As “Minorias” nos Espaços de (Re) Existência / The “Minorities” in the Spaces of (Re) Existence

Valéria Soares Martins, Jeanes Martins Larchert

Abstract


Este texto é fruto das análises das informações obtidas durante a pesquisa-ação realizada durante o Movimento Ocupa ocorrido entre os meses de outubro a dezembro de 2016. Trazemos para o momento atual o debate sobre o movimento estudantil Ocupa, para refletirmos sobre as situações de opressão vividas pelos jovens que participaram do movimento em um período conhecido como “Primavera Estudantil”. Como percurso metodológico trilhamos os procedimentos da pesquisa-ação referenciada por Thiollent 2000), o envolvimento participativo deu-se nas diversas atividades no/do Movimento, ao mesmo tempo que resolvíamos questões políticas e de relações interpessoais íamos (re) planejando as próximas ações.
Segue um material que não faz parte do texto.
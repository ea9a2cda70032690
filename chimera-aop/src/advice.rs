//! 通知（Advice）定义
//!
//! 所有通知最终都被适配成 MethodInterceptor，在调用链中以洋葱模型执行。

use crate::invocation::MethodInvocation;
use crate::method::Method;
use crate::proxy::Target;
use crate::throwable::Throwable;
use crate::Value;
use std::sync::Arc;

/// 通知类型
#[derive(Debug, Clone, Copy, PartialEq, Eq)]
pub enum AdviceType {
    /// 前置通知
    Before,
    /// 后置通知（无论成功还是失败都执行）
    After,
    /// 返回后通知（成功返回时执行）
    AfterReturning,
    /// 异常通知（抛出异常时执行）
    AfterThrowing,
    /// 环绕通知（可以控制方法执行）
    Around,
}

/// 环绕通知
///
/// 调用 invocation.proceed() 执行链上剩余部分，也可以不调用直接返回
pub trait MethodInterceptor: Send + Sync {
    fn invoke(&self, invocation: &mut MethodInvocation<'_>) -> Result<Value, Throwable>;
}

/// 前置通知，返回错误时目标方法不会执行
pub trait MethodBeforeAdvice: Send + Sync {
    fn before(&self, method: &Method, args: &[Value], target_type: &str) -> Result<(), Throwable>;
}

/// 返回后通知
pub trait AfterReturningAdvice: Send + Sync {
    fn after_returning(
        &self,
        return_value: &Value,
        method: &Method,
        args: &[Value],
        target_type: &str,
    ) -> Result<(), Throwable>;
}

/// 异常通知，执行后原异常继续向上抛出
pub trait ThrowsAdvice: Send + Sync {
    fn after_throwing(&self, method: &Method, args: &[Value], target_type: &str, error: &Throwable);
}

/// 后置通知（finally 语义）
pub trait AfterAdvice: Send + Sync {
    fn after(&self, method: &Method, target_type: &str);
}

/// 通知
#[derive(Clone)]
pub enum Advice {
    Around(Arc<dyn MethodInterceptor>),
    Before(Arc<dyn MethodBeforeAdvice>),
    AfterReturning(Arc<dyn AfterReturningAdvice>),
    AfterThrowing(Arc<dyn ThrowsAdvice>),
    After(Arc<dyn AfterAdvice>),
}

impl Advice {
    pub fn advice_type(&self) -> AdviceType {
        match self {
            Advice::Around(_) => AdviceType::Around,
            Advice::Before(_) => AdviceType::Before,
            Advice::AfterReturning(_) => AdviceType::AfterReturning,
            Advice::AfterThrowing(_) => AdviceType::AfterThrowing,
            Advice::After(_) => AdviceType::After,
        }
    }

    /// 把通知适配成拦截器
    pub fn to_interceptor(&self) -> Arc<dyn MethodInterceptor> {
        match self {
            Advice::Around(interceptor) => Arc::clone(interceptor),
            Advice::Before(advice) => Arc::new(BeforeAdviceInterceptor(Arc::clone(advice))),
            Advice::AfterReturning(advice) => {
                Arc::new(AfterReturningAdviceInterceptor(Arc::clone(advice)))
            }
            Advice::AfterThrowing(advice) => Arc::new(ThrowsAdviceInterceptor(Arc::clone(advice))),
            Advice::After(advice) => Arc::new(AfterAdviceInterceptor(Arc::clone(advice))),
        }
    }
}

impl std::fmt::Debug for Advice {
    fn fmt(&self, f: &mut std::fmt::Formatter<'_>) -> std::fmt::Result {
        write!(f, "Advice({:?})", self.advice_type())
    }
}

struct BeforeAdviceInterceptor(Arc<dyn MethodBeforeAdvice>);

impl MethodInterceptor for BeforeAdviceInterceptor {
    fn invoke(&self, invocation: &mut MethodInvocation<'_>) -> Result<Value, Throwable> {
        self.0
            .before(invocation.method(), invocation.arguments(), invocation.target_type())?;
        invocation.proceed()
    }
}

struct AfterReturningAdviceInterceptor(Arc<dyn AfterReturningAdvice>);

impl MethodInterceptor for AfterReturningAdviceInterceptor {
    fn invoke(&self, invocation: &mut MethodInvocation<'_>) -> Result<Value, Throwable> {
        let value = invocation.proceed()?;
        self.0.after_returning(
            &value,
            invocation.method(),
            invocation.arguments(),
            invocation.target_type(),
        )?;
        Ok(value)
    }
}

struct ThrowsAdviceInterceptor(Arc<dyn ThrowsAdvice>);

impl MethodInterceptor for ThrowsAdviceInterceptor {
    fn invoke(&self, invocation: &mut MethodInvocation<'_>) -> Result<Value, Throwable> {
        invocation.proceed().map_err(|error| {
            self.0.after_throwing(
                invocation.method(),
                invocation.arguments(),
                invocation.target_type(),
                &error,
            );
            error
        })
    }
}

struct AfterAdviceInterceptor(Arc<dyn AfterAdvice>);

impl MethodInterceptor for AfterAdviceInterceptor {
    fn invoke(&self, invocation: &mut MethodInvocation<'_>) -> Result<Value, Throwable> {
        let result = invocation.proceed();
        self.0.after(invocation.method(), invocation.target_type());
        result
    }
}

/// 引入拦截器：被引入接口上声明的方法交给委托对象处理
pub struct DelegatingIntroductionInterceptor {
    delegate: Arc<dyn Target>,
    interfaces: Vec<String>,
}

impl DelegatingIntroductionInterceptor {
    /// 默认引入委托对象实现的全部接口
    pub fn new(delegate: Arc<dyn Target>) -> Self {
        let interfaces = delegate.interfaces();
        Self {
            delegate,
            interfaces,
        }
    }

    /// 不再引入指定接口
    pub fn suppress_interface(mut self, interface: &str) -> Self {
        self.interfaces.retain(|i| i != interface);
        self
    }

    pub fn interfaces(&self) -> &[String] {
        &self.interfaces
    }

    pub fn implements_interface(&self, interface: &str) -> bool {
        self.interfaces.iter().any(|i| i == interface)
    }
}

impl MethodInterceptor for DelegatingIntroductionInterceptor {
    fn invoke(&self, invocation: &mut MethodInvocation<'_>) -> Result<Value, Throwable> {
        if self.implements_interface(invocation.method().declaring_type()) {
            tracing::trace!(
                "Dispatching introduced method {} to delegate {}",
                invocation.method(),
                self.delegate.type_name()
            );
            let method = invocation.method().clone();
            let args = invocation.arguments().to_vec();
            return self.delegate.invoke(&method, args, invocation.context());
        }
        invocation.proceed()
    }
}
O público participante foi constituído por estudantes considerados ‘excluídos’ da elite acadêmica apelidados como indisciplinados, problemáticos, rebeldes, partidários a causas anarquistas. Articulados em coletivos chegaram com a pauta das opressões históricas sofrida, reivindicaram seus conteúdos de afirmação como cidadãos, estabeleceram novos parâmetros de convivência social sustentado na democracia participativa e exigiram da universidade o respeito as suas identidades. Ao final do movimento e da pesquisa concluímos que os Coletivos das minorias, devem continuar a produzir espaços de resistência criativa, espaços de vivências educacional, político e social, resultando em uma alternativa verdadeira para o campo da representativa.


Keywords


Ensino superior, juventudes, resistência.